差別と偏見の目。二重の苦しみに追い込まれ佐藤ハルエさんは、故郷を離れるしかなく、未開の地・ひるがのをゼロから開墾し借金をして酪農を始めました。安江玲子さんは黒川を離れ東京に移住、夜も眠れない毎日が続きました。水野たづさんは、決して口外することはありませんでした。それぞれが思いを抱え、それでもこの思いを口にすることなく、時に性接待の犠牲にあった女性たちのみで集まり涙をこぼしたのです。そんな日々が続いた中、2013年に満蒙開拓記念館で行われた「語り部の会」で佐藤ハルエさんと安江善子さんが、性暴力にあったことを公の場で明かしました。彼女たちの勇気ある告白に、今度は、世代を超えて女性たちが連帯したのです。

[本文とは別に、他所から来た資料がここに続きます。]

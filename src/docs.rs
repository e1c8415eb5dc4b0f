use crate::api::organization::OrganizationDetail;
use crate::attendance::EmployeeAttendanceReport;
use crate::attendance::report::{ArrivalStatus, AttendanceReportRow, DepartureStatus};
use crate::model::access_log::{AccessLogEntry, CreateAccessLog};
use crate::model::employee::{CreateEmployee, EmployeeResponse, ResetPassword, UpdateEmployee};
use crate::model::gate::{Gate, GateDirection};
use crate::model::organization::{Organization, OrganizationSummary};
use crate::models::{LoginReqDto, LoginResponse};
use utoipa::openapi::security::{HttpAuthScheme, HttpBuilder, SecurityScheme};
use utoipa::{Modify, OpenApi, openapi};

struct BearerAuth;

impl Modify for BearerAuth {
    fn modify(&self, openapi: &mut openapi::OpenApi) {
        let components = openapi.components.get_or_insert_with(Default::default);
        components.add_security_scheme(
            "bearer_auth",
            SecurityScheme::Http(
                HttpBuilder::new()
                    .scheme(HttpAuthScheme::Bearer)
                    .bearer_format("JWT")
                    .build(),
            ),
        );
    }
}

#[derive(OpenApi)]
#[openapi(
    info(
        title = "Gate Attendance API",
        version = "1.0.0",
        description = r#"
## Gate-based Attendance

Employees badge through gates. Each gate is marked **in** or **out**.
Once a day the swipes are folded into one attendance record per employee:

- **check-in** is the earliest swipe at an *in* gate
- **check-out** is the latest swipe at an *out* gate
- **total stay** is the gap between them, in hours rounded to two decimals

Monthly reports flag arrivals after 08:30 as **Late** and departures before 17:30 as **Early**.

### 🔐 Security
Everything under `/api/v1` except login needs a **JWT Bearer** token from `POST /api/v1/auth/login`.
Employees see their own records. Managers and admins see everyone.
Only admins can trigger derivation or create employees.
"#,
    ),
    paths(
        crate::auth::handlers::login,

        crate::api::attendance::update_attendance,
        crate::api::attendance::get_employee_attendance,
        crate::api::attendance::get_organization_attendance,

        crate::api::access_log::create_access_log,
        crate::api::access_log::list_employee_access_logs,
        crate::api::gate::list_gates,

        crate::api::employee::create_employee,
        crate::api::employee::get_employee,
        crate::api::employee::update_employee,
        crate::api::employee::reset_password,

        crate::api::organization::list_organizations,
        crate::api::organization::get_organization
    ),
    components(
        schemas(
            LoginReqDto,
            LoginResponse,
            EmployeeAttendanceReport,
            AttendanceReportRow,
            ArrivalStatus,
            DepartureStatus,
            AccessLogEntry,
            CreateAccessLog,
            Gate,
            GateDirection,
            CreateEmployee,
            EmployeeResponse,
            UpdateEmployee,
            ResetPassword,
            Organization,
            OrganizationSummary,
            OrganizationDetail
        )
    ),
    modifiers(&BearerAuth),
    tags(
        (name = "Auth", description = "Login and token issue"),
        (name = "Attendance", description = "Attendance derivation and monthly reports"),
        (name = "Access Log", description = "Gate swipes"),
        (name = "Employee", description = "Employee directory"),
        (name = "Organization", description = "Organization directory"),
    )
)]
pub struct ApiDoc;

わたしは「戦争は巨大な物語の集合体である」と考えていますが、わたしにとっての先の戦争に新たな物語が加わりました。戦争は悲惨です。「人間とは弱い生き物」であり、「人間は醜い」と考えたくもなりますが、この映画では闇だけではなく光も感じさせてくれました。佐藤ハルエさんは新聞記者をはじめとしたマスコミ関係者に会うたびに、「わたしの体験を取材してくれませんか」と頼み込んでいたそうです。また、彼女は夫にすべてを話したうえで結婚し、夫は彼女が真実を語ることを応援してくれたそうです。佐藤さんのお孫さんたちも「おばあちゃん、辛いことを話してくれて、ありがとう」「おばあちゃんを尊敬しているし、大好きだよ」と映画の中で笑顔で語っていました。佐藤さんにはひ孫も生まれ、ひ孫を眺めながら「一度死んだはずのわたしなのに!」と喜びの涙を流すシーンには、わたしも貰い泣きしました。そして、女性たちの多くが100歳近くまでご健在なのを知って、「人間とは強い生き物」であり、「人間は美しい」と思いました。お孫さんが佐藤さんに宛てた手紙の中の「おばあちゃん、自殺しないでくれて、ありがとう」という言葉はすべてを示しています。わたしは涙が止まりませんでした。
黒川の女たちの犠牲を史実として残す。戦後70余年、黒川の鎮守の森に碑文が建てられ、その歴史が公に刻まれることとなりました。戦後80年の時を経て、女性たちに大きな変化が訪れました。過去に向き合うこと、それは尊厳の回復にもつながることでした。語ることは、まさに彼女たちにとってのグリーフケアでした。映画では大竹しのぶの穏やかで優しい語り口が「グリーフ」と「ケア」の両方を感じさせてくれます。わたしは、かけがえのない乙女の犠牲とグリーフの史実を封印させないために立ち上がった勇気ある方々に心から敬意を表したいと思います。また、本作を映画化した松原文枝監督にも敬意を表します。